顺铂在TRAIL/APO-2L致胶质瘤细胞凋亡作用中影响机制的研究

The effects of CDDP on the progress of apoptosis in glioma cell induced by TRAIL/APO-2L

目的探讨TRAIL对胶质瘤细胞凋亡的影响,并进一步研究DNA破坏药物顺铂(CDDP)在与其联合作用诱导细胞凋亡中影响作用的机制。方法行人脑胶质瘤U251细胞株的培养,应用不同浓度TRAIL和CDDP作用于胶质瘤U251细胞,MTT法检测TRAIL和CDDP分别及联合作用于U251细胞后的存活率,并以亚毒剂量的TRAIL和CDDP联合作用后,流式细胞仪检测其凋亡率。Westernblot方法检测CDDP作用前后TRAIL受体DR5表达量的变化。结果MTT结果:在一定时间范围内,随着药物浓度增加,TRAIL和CDDP分别及联合作用皆使胶质瘤U251细胞存活率逐渐降低,其中两者的联合作用效果明显,与分别作用组差异有统计学意义(P<0.01)。亚毒剂量的TRAIL(50ng·ml-1)、CDDP(4μg·ml-1)分别及联合作用人脑胶质瘤U251细胞24h后,存活率分别为:72.43%,75.56%,23.45%。亚毒剂量的TRAIL(50ng·ml-1)、CDDP(4μg·ml-1)单独或联合作用组致胶质瘤细胞凋亡率分别为25.61%、20.59%、62.33%。单独应用组与联合组之间差异有统计学意义(P<0.01)。Westernblot法检测显示:CDDP作用后较作用前DR5表达有明显增高,随CDDP剂量增多,DR5表达量逐渐增加。结论TRAIL和CDDP联合作用能显著增强其对人U251胶质瘤细胞凋亡的诱导,其机制可能与CDDP能上调TRAIL死亡受体DR5的表达有关。

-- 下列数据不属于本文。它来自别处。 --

// src/api/build_image.rs

//! An image build finished: move its files into the images tree

use super::CallbackRequest;
use crate::db::models::{Image, ImageStatus, LogEntry};
use crate::error::{Error, Result};
use crate::farm::BuildFarm;
use crate::images;
use std::fs;
use tracing::info;

pub fn handle(farm: &BuildFarm, request: &CallbackRequest) -> Result<String> {
    let config = farm.config();
    let branch = request.header("Branch")?;
    let device = request.header("Device")?;
    let ui = request.header("Ui")?;
    let job_id = request.job_id()?;

    if config.branch(branch).is_none() {
        return Err(Error::InvalidRequest(format!("unknown branch: {branch}")));
    }
    let configured = config.image_targets.iter().any(|t| {
        t.device == device && t.ui == ui && t.branches.iter().any(|b| b == branch)
    });
    if !configured {
        return Err(Error::InvalidRequest(format!(
            "no image configured for {branch}:{device}:{ui}"
        )));
    }

    let dir_name = request.header("Version")?;
    if !images::is_valid_dir_name(dir_name) {
        return Err(Error::InvalidRequest(format!("invalid image dir name: {dir_name}")));
    }
    let files = request.require_files()?;
    for file in files {
        if !images::is_valid_file_name(&file.filename) {
            return Err(Error::InvalidRequest(format!(
                "invalid image file name: {}",
                file.filename
            )));
        }
    }

    let count = farm.exclusive(|| {
        let conn = farm.open_db()?;
        let mut image = Image::find_unfinished(&conn, device, branch, ui)?.ok_or_else(|| {
            Error::StaleJob(format!("no unfinished image for {branch}:{device}:{ui}"))
        })?;
        if image.status != ImageStatus::Building || image.job_id != Some(job_id) {
            return Err(Error::StaleJob(format!(
                "image {branch}:{device}:{ui} is {} with job {:?}, not building with job {job_id}",
                image.status, image.job_id
            )));
        }

        let dir = images::path(farm, &image, Some(dir_name));
        fs::create_dir_all(&dir)?;
        for file in files {
            let path = file.save(&dir)?;
            info!("Stored {}", path.display());
        }

        image.set_published(&conn, dir_name)?;
        LogEntry::for_image(&image, "api_job_callback_build_image").record(&conn)?;
        images::remove_old(farm, &conn)?;
        Ok(files.len())
    })?;

    farm.build()?;
    Ok(format!("image dir created from {count} files"))
}
// src/jobs/build_package.rs

//! Build one package

use super::{JobIdentity, shell_quote};
use crate::api::Endpoint;
use crate::backend::Task;
use crate::db::models::{LogEntry, Package, PackageStatus, RepoBootstrap};
use crate::error::Result;
use crate::farm::BuildFarm;
use crate::repo::{RepoKind, artifact, index};
use rusqlite::Connection;

/// Start a build job for `package`
///
/// Returns false without starting anything when the artifact is in the
/// WIP repo already; the package is marked built instead.
pub fn run(farm: &BuildFarm, conn: &Connection, package: &mut Package) -> Result<bool> {
    let arch = package.arch.clone();
    let branch = package.branch.clone();
    let splitrepo = package.splitrepo.clone();
    let layout = farm.layout();

    let wip_dir = layout.path(RepoKind::Wip, Some(&arch), &branch, splitrepo.as_deref());
    if wip_dir
        .join(artifact::file_name(&package.pkgname, &package.version))
        .exists()
    {
        package.set_status(conn, PackageStatus::Built)?;
        LogEntry::for_package(package, "package_exists_in_wip_repo").record(conn)?;
        return Ok(false);
    }

    let final_dir = layout.path(RepoKind::Final, Some(&arch), &branch, splitrepo.as_deref());
    let force_missing_repos = if final_dir.join(index::INDEX_NAME).exists() {
        ""
    } else {
        "export PMB_APK_FORCE_MISSING_REPOSITORIES=1"
    };

    let systemd = if RepoBootstrap::list_unpublished(conn, &arch, &branch)?.is_empty()
        && splitrepo.is_none()
    {
        "never"
    } else {
        "always"
    };

    let mirror_wip = super::repo_url(farm, RepoKind::Wip, &branch, splitrepo.as_deref());
    let mirror_final = super::repo_url(farm, RepoKind::Final, &branch, splitrepo.as_deref());

    let mut tasks = vec![Task::new(
        "pmbootstrap_build",
        format!(
            r#"
            pmbootstrap config systemd {systemd}
            {force_missing_repos}
            pmbootstrap \
                -mp {} \
                -mp {} \
                --aports="$PWD/pmaports" \
                --no-ccache \
                --details-to-stdout \
                build \
                --no-depends \
                --strict \
                --arch {} \
                --force \
                {}
            "#,
            shell_quote(&mirror_wip),
            shell_quote(&mirror_final),
            shell_quote(&arch),
            shell_quote(&package.pkgname)
        ),
    )];
    tasks.push(super::checksums_task());

    let mut headers = vec![
        ("Arch", shell_quote(&arch)),
        ("Branch", shell_quote(&branch)),
        ("Pkgname", shell_quote(&package.pkgname)),
        ("Version", shell_quote(&package.version)),
    ];
    if let Some(splitrepo) = &splitrepo {
        headers.push(("Splitrepo", shell_quote(splitrepo)));
    }
    tasks.push(super::callback_task(
        farm,
        Endpoint::BuildPackage,
        &headers,
        super::BUILT_PACKAGES,
    ));

    let note = format!(
        "Build package: `{}/{}/{}-{}`",
        branch, arch, package.pkgname, package.version
    );
    let identity = JobIdentity {
        arch: Some(arch.clone()),
        pkgname: Some(package.pkgname.clone()),
        version: Some(package.version.clone()),
        splitrepo: splitrepo.clone(),
        retry_count: Some(package.retry_count),
        ..JobIdentity::new(&branch)
    };
    let job_id = super::run(farm, conn, "build_package", &note, tasks, &identity)?;

    if package.status == PackageStatus::Failed {
        package.increment_retry_count(conn)?;
    }
    package.set_status_and_job(conn, PackageStatus::Building, Some(job_id))?;
    Ok(true)
}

Objective To investigate the effects of TRAIL on apoptosis in human glioma cell line and study the mechanism of CDDP on apoptotic process induced by TRAIL . Methods Different doses of CDDP was added in the media of glioma cells with treatment of different doses of TRAIL, then viability was examined by MTT assay. Afterwards, sub-poisonous dose of TRAIL and CDDP were added into media of glioma cells, the apoptotic percentages of three experimental groups that included the TRAIL, CDDP and TRAIL-CDDP groups were examined by FCM. Western blot assay was used to examine the expression of DR5 with or without CDDP. Results Within a certain time, when the doses of TRAIL and CDDP increased, the viability of U251 glioma cell became lower synchronously. The viability of glioma cells induced by TRAIL, CDDP and TRAIL-CDDP which were 50 ng·ml -1 and 4μg·ml -1and 50 ng·ml -1- 4μg·ml -1 were 72.43% , 75.56% and 23.45%,respectively. The apoptotic percentages of glioma cells induced by TRAIL, CDDP and TRAIL-CDDP were 25.61%,20.59% and 62.33%, respectively. The apoptotic percentages of glioma cells induced by CDDP and TRAIL were significantly lower than that by TRAIL-CDDP(P<0.01). Western blot showed that the expression of DR5 of cells with CDDP was higher than that without CDDP. The expression of DR5 was increased gradually within certain time. Conclusions The apoptosis of glioma cell induced by TRAIL-CDDP was significantly higher than that of cells treated by TRAIL or CDDP solely. The mechanism may be that the expression of DR5 was up-regulated by CDDP.